Methylation DNA immunoprecipitation (MeDIP) analysis
The MeDIP analysis was carried out using MagMeDIP Kit (Diagenode, Denville, NJ). Briefly, after sonication to shear, the fragmented DNA was immunoprecipitated with anti-methylcytosine antibody at 4°C overnight. Then, the pulled-down DNA on magnetic beads were washed and digested with proteinase K and isolated from beads. The primer set, sense 5′-ACTGGTACCAGCATTGAC-3′ and anti-sense 5′-TAGGAAGCCCCTGGGCTGGT-3′, which covers the DNA sequence of the CpGs of human PADI4 was used for qPCR assays. For qPCR, the enrichment of MeDIP DNA was calculated as described before  and the relative methylated DNA ratios were then normalized based on the control as 100% of methylated DNA.
Flow cytometry (FCM)
Control and HL-60 cells treated with ATRA (1×106 cells) were washed with PBS containing 1% FCS and 0.01% sodium azide were incubated for 30 min in FCS at 4°C. Subsequently, FITC-conjugated anti-human CD11b antibody was added to the cells and incubated at 25°C for 45 min followed by washing with PBS. The cells were then fixed in 1% paraformaldehyde and analyzed on FACSVerse (BD Biosciences Pharmingen) Flow cytometer. Isotypic rat IgG was also used to check for nonspecific binding.
All data are presented as means ± S.D. of three or four experiments. Analysis was performed using a Student’s t test. Values of P < 0.05 were considered significant.

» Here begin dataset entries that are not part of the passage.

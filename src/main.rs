use std::io::{self, Write};
use std::process::ExitCode;

use anyhow::Context;
use aqi_predictor::config::{AppConfig, USAGE};
use aqi_predictor::data::batch::InputTable;
use aqi_predictor::form::{CLOSING_HINT, collect_values, render_summary, report, run_batch};
use aqi_predictor::utils::io::load_model;
use aqi_predictor::{predict_checked, resolve};

fn main() -> anyhow::Result<ExitCode> {
    env_logger::Builder::from_env(env_logger::Env::default().default_filter_or("info")).init();

    let config = AppConfig::from_env()?;
    if config.show_help {
        println!("{USAGE}");
        return Ok(ExitCode::SUCCESS);
    }

    let model = load_model(&config.model_path)?;
    let features = resolve(&model)?;

    let stdout = io::stdout();
    let mut out = stdout.lock();
    render_summary(&mut out, &features)?;

    let ok = match (config.batch_path, config.values) {
        (Some(path), _) => {
            let table = InputTable::from_path(&path)
                .with_context(|| format!("reading batch file {}", path.display()))?;
            run_batch(&mut out, &model, &features, table)?
        }
        (None, Some(values)) => report(&mut out, predict_checked(&model, &features, values))?,
        (None, None) => {
            let stdin = io::stdin();
            let values = collect_values(&mut stdin.lock(), &mut out, &features)
                .context("reading feature values")?;
            report(&mut out, predict_checked(&model, &features, values))?
        }
    };

    writeln!(out, "\n{CLOSING_HINT}")?;
    Ok(if ok { ExitCode::SUCCESS } else { ExitCode::FAILURE })
}
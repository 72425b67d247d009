use crate::error::{AppError, FeatureCountMismatchError};
use crate::features::ResolvedFeatures;
use crate::model::{Model, Prediction};

/// User readings in feature order, checked against the resolved count.
#[derive(Debug, Clone, PartialEq)]
pub struct InputVector(Vec<f64>);

impl InputVector {
    pub fn assemble(
        values: Vec<f64>,
        features: &ResolvedFeatures,
    ) -> Result<Self, FeatureCountMismatchError> {
        if values.len() != features.count() {
            return Err(FeatureCountMismatchError {
                expected: features.count(),
                provided: values.len(),
            });
        }
        Ok(InputVector(values))
    }

    pub fn as_slice(&self) -> &[f64] {
        &self.0
    }

    pub fn len(&self) -> usize {
        self.0.len()
    }

    pub fn is_empty(&self) -> bool {
        self.0.is_empty()
    }
}

/// Length check first, then the model. A mismatch never reaches `predict`.
pub fn predict_checked<M: Model + ?Sized>(
    model: &M,
    features: &ResolvedFeatures,
    values: Vec<f64>,
) -> Result<Prediction, AppError> {
    let input = InputVector::assemble(values, features)?;
    log::debug!("predicting on {:?}", input.as_slice());
    let prediction = model.predict(input.as_slice())?;
    log::info!("{prediction}");
    Ok(prediction)
}
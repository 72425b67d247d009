/// Seed value and increment for one input field, chosen by a substring of the
/// feature name.
#[derive(Debug, Clone, Copy, PartialEq)]
pub struct DefaultRule {
    pub pattern: &'static str,
    pub default: f64,
    pub step: f64,
}

/// Checked top to bottom; the first pattern found in the lowercased name wins.
pub const DEFAULT_RULES: &[DefaultRule] = &[
    DefaultRule {
        pattern: "temp",
        default: 25.0,
        step: 0.1,
    },
    DefaultRule {
        pattern: "humid",
        default: 50.0,
        step: 0.1,
    },
    DefaultRule {
        pattern: "press",
        default: 1000.0,
        step: 0.1,
    },
    DefaultRule {
        pattern: "pm",
        default: 20.0,
        step: 1.0,
    },
];

pub const FALLBACK_DEFAULT: f64 = 10.0;
pub const FALLBACK_STEP: f64 = 1.0;

/// Returns `(default, step)` for a feature name.
pub fn default_for(name: &str) -> (f64, f64) {
    let lowered = name.to_lowercase();
    DEFAULT_RULES
        .iter()
        .find(|rule| lowered.contains(rule.pattern))
        .map(|rule| (rule.default, rule.step))
        .unwrap_or((FALLBACK_DEFAULT, FALLBACK_STEP))
}

#[cfg(test)]
mod tests {
    use super::*;

    #[test]
    fn matches_are_case_insensitive() {
        assert_eq!(default_for("Temperature_C"), (25.0, 0.1));
        assert_eq!(default_for("Humidity%"), (50.0, 0.1));
        assert_eq!(default_for("PRESSURE_hPa"), (1000.0, 0.1));
        assert_eq!(default_for("pm2_5"), (20.0, 1.0));
    }

    #[test]
    fn unmatched_name_falls_back() {
        assert_eq!(default_for("wind_speed"), (10.0, 1.0));
        assert_eq!(default_for(""), (10.0, 1.0));
    }

    #[test]
    fn earlier_rule_wins_when_several_match() {
        assert_eq!(default_for("pm_temp_sensor"), (25.0, 0.1));
        assert_eq!(default_for("humid_press"), (50.0, 0.1));
        assert_eq!(default_for("pressure_pm"), (1000.0, 0.1));
    }
}
use std::path::Path;

use crate::error::{AppError, Result};
use crate::model::SavedModel;

fn is_json(path: &Path) -> bool {
    path.extension()
        .and_then(|ext| ext.to_str())
        .is_some_and(|ext| ext.eq_ignore_ascii_case("json"))
}

/// Writes bincode, or JSON when the path ends in `.json`.
pub fn save_model(path: impl AsRef<Path>, model: &SavedModel) -> Result<()> {
    let path = path.as_ref();
    let model_data = if is_json(path) {
        serde_json::to_vec_pretty(model).map_err(|e| AppError::model_load(path, e))?
    } else {
        bincode::serialize(model).map_err(|e| AppError::model_load(path, e))?
    };
    std::fs::write(path, model_data)?;
    Ok(())
}

pub fn load_model(path: impl AsRef<Path>) -> Result<SavedModel> {
    let path = path.as_ref();
    log::info!("loading model from {}", path.display());
    let model_data = std::fs::read(path).map_err(|e| AppError::model_load(path, e))?;
    let model: SavedModel = if is_json(path) {
        serde_json::from_slice(&model_data).map_err(|e| AppError::model_load(path, e))?
    } else {
        bincode::deserialize(&model_data).map_err(|e| AppError::model_load(path, e))?
    };
    model
        .network
        .validate()
        .map_err(|e| AppError::model_load(path, e))?;
    log::debug!(
        "model loaded: {} layers, input width {}, output width {}",
        model.network.layers.len(),
        model.network.input_size(),
        model.network.output_size()
    );
    Ok(model)
}
use ndarray::Array2;

pub fn relu(x: &Array2<f64>) -> Array2<f64> {
    x.mapv(|v| if v > 0.0 { v } else { 0.0 })
}
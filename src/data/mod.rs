pub mod batch;
pub mod preprocessing;
use serde::{Deserialize, Serialize};

use crate::data::preprocessing::DataStats;
use crate::error::PredictionError;
use crate::model::{Model, Prediction, RegressionNetwork};

/// A trained regressor as stored on disk.
///
/// `feature_names` and `n_features` are whatever the training side chose to
/// record; either may be missing. The network's own input width is not treated
/// as metadata, it is only checked when predicting.
#[derive(Debug, Clone, Serialize, Deserialize)]
pub struct SavedModel {
    pub network: RegressionNetwork,
    #[serde(default)]
    pub stats: Option<DataStats>,
    #[serde(default)]
    pub feature_names: Option<Vec<String>>,
    #[serde(default)]
    pub n_features: Option<usize>,
}

impl SavedModel {
    pub fn new(network: RegressionNetwork) -> Self {
        SavedModel {
            network,
            stats: None,
            feature_names: None,
            n_features: None,
        }
    }

    pub fn with_stats(mut self, stats: DataStats) -> Self {
        self.stats = Some(stats);
        self
    }

    pub fn with_feature_names<I, S>(mut self, names: I) -> Self
    where
        I: IntoIterator<Item = S>,
        S: Into<String>,
    {
        self.feature_names = Some(names.into_iter().map(Into::into).collect());
        self
    }

    pub fn with_feature_count(mut self, count: usize) -> Self {
        self.n_features = Some(count);
        self
    }
}

impl Model for SavedModel {
    fn feature_names(&self) -> Option<Vec<String>> {
        self.feature_names.clone()
    }

    fn feature_count(&self) -> Option<usize> {
        self.n_features
    }

    fn predict(&self, input: &[f64]) -> Result<Prediction, PredictionError> {
        let values = self.network.predict(input, self.stats.as_ref())?;
        Ok(Prediction::from_output(values))
    }
}
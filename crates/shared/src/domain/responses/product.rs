use serde::{Deserialize, Serialize};
use utoipa::ToSchema;

#[derive(Debug, Serialize, Deserialize, ToSchema, Clone, PartialEq)]
pub struct CategorySummary {
    pub id: String,
    pub name: String,
}

#[derive(Debug, Serialize, Deserialize, ToSchema, Clone, PartialEq)]
#[serde(rename_all = "camelCase")]
pub struct ProductResponse {
    pub id: String,
    pub name: String,
    pub qty: i32,
    pub price: f64,
    pub photo: String,
    #[serde(default)]
    pub categories: Vec<CategorySummary>,
}

impl ProductResponse {
    pub fn category_ids(&self) -> Vec<&str> {
        self.categories.iter().map(|c| c.id.as_str()).collect()
    }
}
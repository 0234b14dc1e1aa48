mod category;
mod product;

use crate::state::AppState;
use anyhow::{Context, Result};
use axum::{
    Router,
    extract::State,
    http::{StatusCode, header::CONTENT_TYPE},
    response::IntoResponse,
    routing::get,
};
use prometheus_client::encoding::text::encode;
use shared::{
    domain::{
        requests::{CreateProductRequest, UpdateProductRequest},
        responses::{CategoryResponse, CategorySummary, ProductResponse},
    },
    errors::ErrorResponse,
    utils::shutdown_signal,
};
use std::sync::Arc;
use tokio::net::TcpListener;
use tower_http::{cors::CorsLayer, trace::TraceLayer};
use tracing::info;
use utoipa::OpenApi;
use utoipa_axum::router::OpenApiRouter;
use utoipa_swagger_ui::SwaggerUi;

pub use self::category::category_routes;
pub use self::product::product_routes;

#[derive(OpenApi)]
#[openapi(
    paths(
        product::get_products,
        product::get_product,
        product::create_product,
        product::update_product,
        product::delete_product,

        category::get_categories,
    ),
    components(schemas(
        CreateProductRequest,
        UpdateProductRequest,
        ProductResponse,
        CategorySummary,
        CategoryResponse,
        ErrorResponse,
    )),
    tags(
        (name = "Product", description = "Product endpoints"),
        (name = "Category", description = "Category endpoints"),
    )
)]
struct ApiDoc;

pub async fn metrics_handler(State(state): State<Arc<AppState>>) -> impl IntoResponse {
    let mut buffer = String::new();

    let registry = state.registry.lock().await;

    if let Err(e) = encode(&mut buffer, &registry) {
        return (
            StatusCode::INTERNAL_SERVER_ERROR,
            [(CONTENT_TYPE, "text/plain; charset=utf-8")],
            format!("Failed to encode metrics: {e}"),
        );
    }

    (
        StatusCode::OK,
        [(
            CONTENT_TYPE,
            "application/openmetrics-text; version=1.0.0; charset=utf-8",
        )],
        buffer,
    )
}

pub struct AppRouter;

impl AppRouter {
    pub fn build(app_state: Arc<AppState>) -> Router {
        let api_router = OpenApiRouter::with_openapi(ApiDoc::openapi())
            .route("/metrics", get(metrics_handler))
            .with_state(app_state.clone())
            .merge(product_routes(app_state.clone()))
            .merge(category_routes(app_state.clone()));

        let (app_router, api) = api_router.split_for_parts();

        app_router
            .merge(SwaggerUi::new("/swagger-ui").url("/api-docs/openapi.json", api))
            .layer(TraceLayer::new_for_http())
            .layer(CorsLayer::permissive())
    }

    pub async fn serve(port: u16, app_state: AppState) -> Result<()> {
        let app = Self::build(Arc::new(app_state));

        let addr = format!("0.0.0.0:{port}");
        let listener = TcpListener::bind(&addr)
            .await
            .with_context(|| format!("Failed to bind {addr}"))?;

        info!("🚀 Server running on http://{}", listener.local_addr()?);
        info!("📖 Swagger UI: http://localhost:{port}/swagger-ui");
        info!("📊 Metrics: http://localhost:{port}/metrics");

        axum::serve(listener, app)
            .with_graceful_shutdown(shutdown_signal())
            .await
            .context("HTTP server failed")?;

        Ok(())
    }
}

#[cfg(test)]
mod tests {
    use super::*;
    use crate::{
        abstract_trait::category::CategoryCommandRepositoryTrait,
        di::{DependenciesInject, Repositories},
        repository::memory::InMemoryCatalog,
    };
    use axum::{
        body::{Body, to_bytes},
        http::{Request, Response},
    };
    use prometheus_client::registry::Registry;
    use serde_json::{Value, json};
    use tower::ServiceExt;

    fn app(repo: &InMemoryCatalog) -> Router {
        let mut registry = Registry::default();
        let repo = Arc::new(repo.clone());
        let di_container = DependenciesInject::from_repositories(
            Repositories {
                product_query: repo.clone(),
                product_command: repo.clone(),
                category_query: repo,
            },
            &mut registry,
        )
        .unwrap();

        AppRouter::build(Arc::new(AppState::from_parts(di_container, registry)))
    }

    fn json_request(method: &str, uri: &str, body: Value) -> Request<Body> {
        Request::builder()
            .method(method)
            .uri(uri)
            .header(CONTENT_TYPE, "application/json")
            .body(Body::from(body.to_string()))
            .unwrap()
    }

    fn get_request(uri: &str) -> Request<Body> {
        Request::builder().uri(uri).body(Body::empty()).unwrap()
    }

    async fn body_json(response: Response<Body>) -> Value {
        let bytes = to_bytes(response.into_body(), usize::MAX).await.unwrap();
        serde_json::from_slice(&bytes).unwrap()
    }

    #[tokio::test]
    async fn create_then_fetch_product_with_categories() {
        let repo = InMemoryCatalog::new();
        let electronics = repo.create_category("Electronics", None).await.unwrap();
        let computers = repo
            .create_category("Computers", Some(&electronics.id))
            .await
            .unwrap();
        let app = app(&repo);

        let created = app
            .clone()
            .oneshot(json_request(
                "POST",
                "/product",
                json!({
                    "name": "Laptop",
                    "qty": 10,
                    "price": 1500,
                    "photo": "laptop.jpg",
                    "categoryIds": [computers.id]
                }),
            ))
            .await
            .unwrap();
        assert_eq!(created.status(), StatusCode::CREATED);
        let created = body_json(created).await;
        assert_eq!(created["status"], "success");
        let id = created["data"]["id"].as_str().unwrap().to_string();

        let fetched = app
            .clone()
            .oneshot(get_request(&format!("/product/{id}")))
            .await
            .unwrap();
        assert_eq!(fetched.status(), StatusCode::OK);
        let fetched = body_json(fetched).await;
        assert_eq!(
            fetched["data"]["categories"],
            json!([{ "id": computers.id, "name": "Computers" }])
        );

        let categories = body_json(app.oneshot(get_request("/category")).await.unwrap()).await;
        assert_eq!(categories["data"][0]["name"], "Electronics");
        assert_eq!(
            categories["data"][0]["childCategories"][0]["name"],
            "Computers"
        );
        assert_eq!(
            categories["data"][0]["childCategories"][0]["parentCategoryId"],
            json!(electronics.id)
        );
        assert_eq!(categories["data"].as_array().unwrap().len(), 1);
    }

    #[tokio::test]
    async fn list_filters_by_name_query() {
        let repo = InMemoryCatalog::new();
        let app = app(&repo);

        for name in ["Smartphone", "Laptop"] {
            let response = app
                .clone()
                .oneshot(json_request(
                    "POST",
                    "/product",
                    json!({ "name": name, "qty": 1, "price": 9.5, "photo": "p.jpg" }),
                ))
                .await
                .unwrap();
            assert_eq!(response.status(), StatusCode::CREATED);
        }

        let filtered = body_json(app.clone().oneshot(get_request("/product?name=Smart")).await.unwrap()).await;
        let all = body_json(app.oneshot(get_request("/product")).await.unwrap()).await;

        assert_eq!(filtered["data"].as_array().unwrap().len(), 1);
        assert_eq!(filtered["data"][0]["name"], "Smartphone");
        assert_eq!(all["data"].as_array().unwrap().len(), 2);
    }

    #[tokio::test]
    async fn missing_product_is_404_for_get_patch_and_delete() {
        let repo = InMemoryCatalog::new();
        let app = app(&repo);

        let requests = [
            get_request("/product/missing"),
            json_request("PATCH", "/product/missing", json!({ "name": "x" })),
            Request::builder()
                .method("DELETE")
                .uri("/product/missing")
                .body(Body::empty())
                .unwrap(),
        ];

        for request in requests {
            let response = app.clone().oneshot(request).await.unwrap();
            assert_eq!(response.status(), StatusCode::NOT_FOUND);
            let body = body_json(response).await;
            assert_eq!(body["status"], "error");
            assert_eq!(body["message"], "Product with ID missing not found");
        }
        assert_eq!(repo.update_calls(), 0);
        assert_eq!(repo.delete_calls(), 0);
    }

    #[tokio::test]
    async fn invalid_body_is_400_with_details() {
        let app = app(&InMemoryCatalog::new());

        let response = app
            .clone()
            .oneshot(json_request(
                "POST",
                "/product",
                json!({ "name": "Laptop", "qty": 0, "price": 1, "photo": "p.jpg" }),
            ))
            .await
            .unwrap();
        assert_eq!(response.status(), StatusCode::BAD_REQUEST);
        let body = body_json(response).await;
        assert_eq!(body["error"], "Validation failed");
        assert!(body["details"]["qty"].is_array());

        let malformed = app
            .oneshot(
                Request::builder()
                    .method("POST")
                    .uri("/product")
                    .header(CONTENT_TYPE, "application/json")
                    .body(Body::from("{not json"))
                    .unwrap(),
            )
            .await
            .unwrap();
        assert_eq!(malformed.status(), StatusCode::BAD_REQUEST);
    }

    #[tokio::test]
    async fn unknown_category_is_400() {
        let repo = InMemoryCatalog::new();
        let app = app(&repo);

        let response = app
            .oneshot(json_request(
                "POST",
                "/product",
                json!({
                    "name": "Laptop", "qty": 1, "price": 1, "photo": "p.jpg",
                    "categoryIds": ["ghost"]
                }),
            ))
            .await
            .unwrap();

        assert_eq!(response.status(), StatusCode::BAD_REQUEST);
        assert_eq!(repo.product_count(), 0);
    }

    #[tokio::test]
    async fn patch_with_empty_category_ids_clears_them_and_delete_returns_last_state() {
        let repo = InMemoryCatalog::new();
        let category = repo.create_category("Chairs", None).await.unwrap();
        let app = app(&repo);

        let created = body_json(
            app.clone()
                .oneshot(json_request(
                    "POST",
                    "/product",
                    json!({
                        "name": "Stool", "qty": 2, "price": 30, "photo": "stool.jpg",
                        "categoryIds": [category.id]
                    }),
                ))
                .await
                .unwrap(),
        )
        .await;
        let id = created["data"]["id"].as_str().unwrap().to_string();

        let patched = app
            .clone()
            .oneshot(json_request(
                "PATCH",
                &format!("/product/{id}"),
                json!({ "categoryIds": [] }),
            ))
            .await
            .unwrap();
        assert_eq!(patched.status(), StatusCode::OK);
        assert_eq!(body_json(patched).await["data"]["categories"], json!([]));

        let deleted = app
            .clone()
            .oneshot(
                Request::builder()
                    .method("DELETE")
                    .uri(format!("/product/{id}"))
                    .body(Body::empty())
                    .unwrap(),
            )
            .await
            .unwrap();
        assert_eq!(deleted.status(), StatusCode::OK);
        assert_eq!(body_json(deleted).await["data"]["name"], "Stool");

        let gone = app.oneshot(get_request(&format!("/product/{id}"))).await.unwrap();
        assert_eq!(gone.status(), StatusCode::NOT_FOUND);
    }

    #[tokio::test]
    async fn metrics_endpoint_exposes_service_counters() {
        let app = app(&InMemoryCatalog::new());

        app.clone().oneshot(get_request("/category")).await.unwrap();
        let response = app.oneshot(get_request("/metrics")).await.unwrap();

        assert_eq!(response.status(), StatusCode::OK);
        let bytes = to_bytes(response.into_body(), usize::MAX).await.unwrap();
        let text = String::from_utf8(bytes.to_vec()).unwrap();
        assert!(text.contains("category_query_service_request_counter_total"));
    }
}
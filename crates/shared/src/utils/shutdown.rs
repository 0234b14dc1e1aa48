use std::{future::Future, io};
use tokio::signal;
use tracing::{error, info};

/// Resolves when `signal` fires. A handler that could not be installed never
/// resolves, so it cannot trigger a shutdown by itself.
async fn wait_for(name: &str, signal: impl Future<Output = io::Result<()>>) {
    if let Err(e) = signal.await {
        error!("Failed to install {name} handler: {e}");
        std::future::pending::<()>().await;
    }
}

pub async fn shutdown_signal() {
    let ctrl_c = wait_for("Ctrl+C", signal::ctrl_c());

    #[cfg(unix)]
    let terminate = wait_for("SIGTERM", async {
        let mut stream = signal::unix::signal(signal::unix::SignalKind::terminate())?;
        stream.recv().await;
        Ok::<(), io::Error>(())
    });

    #[cfg(not(unix))]
    let terminate = std::future::pending::<()>();

    tokio::select! {
        _ = ctrl_c => info!("🛑 Ctrl+C received, shutting down"),
        _ = terminate => info!("🛑 SIGTERM received, shutting down"),
    }
}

ACKNOWLEDGMENTS AND FUNDINGS
This study was supported by grants from the National Natural Science Foundation of China (81300426, 81172792, 81202778), the Project for Shandong Medical and Health science and Technology Plan Project (2013WS0365), the Twelfth Five-Year’ National Science and Technology Support Program (2013BAI07B02), the National Natural Science Foundation of Shandong (2015ZRC03102) and GuoSheng Jiang is a Taishan Scholar of Shandong province.
CONFLICTS OF INTEREST
The authors declare no conflicts of interest.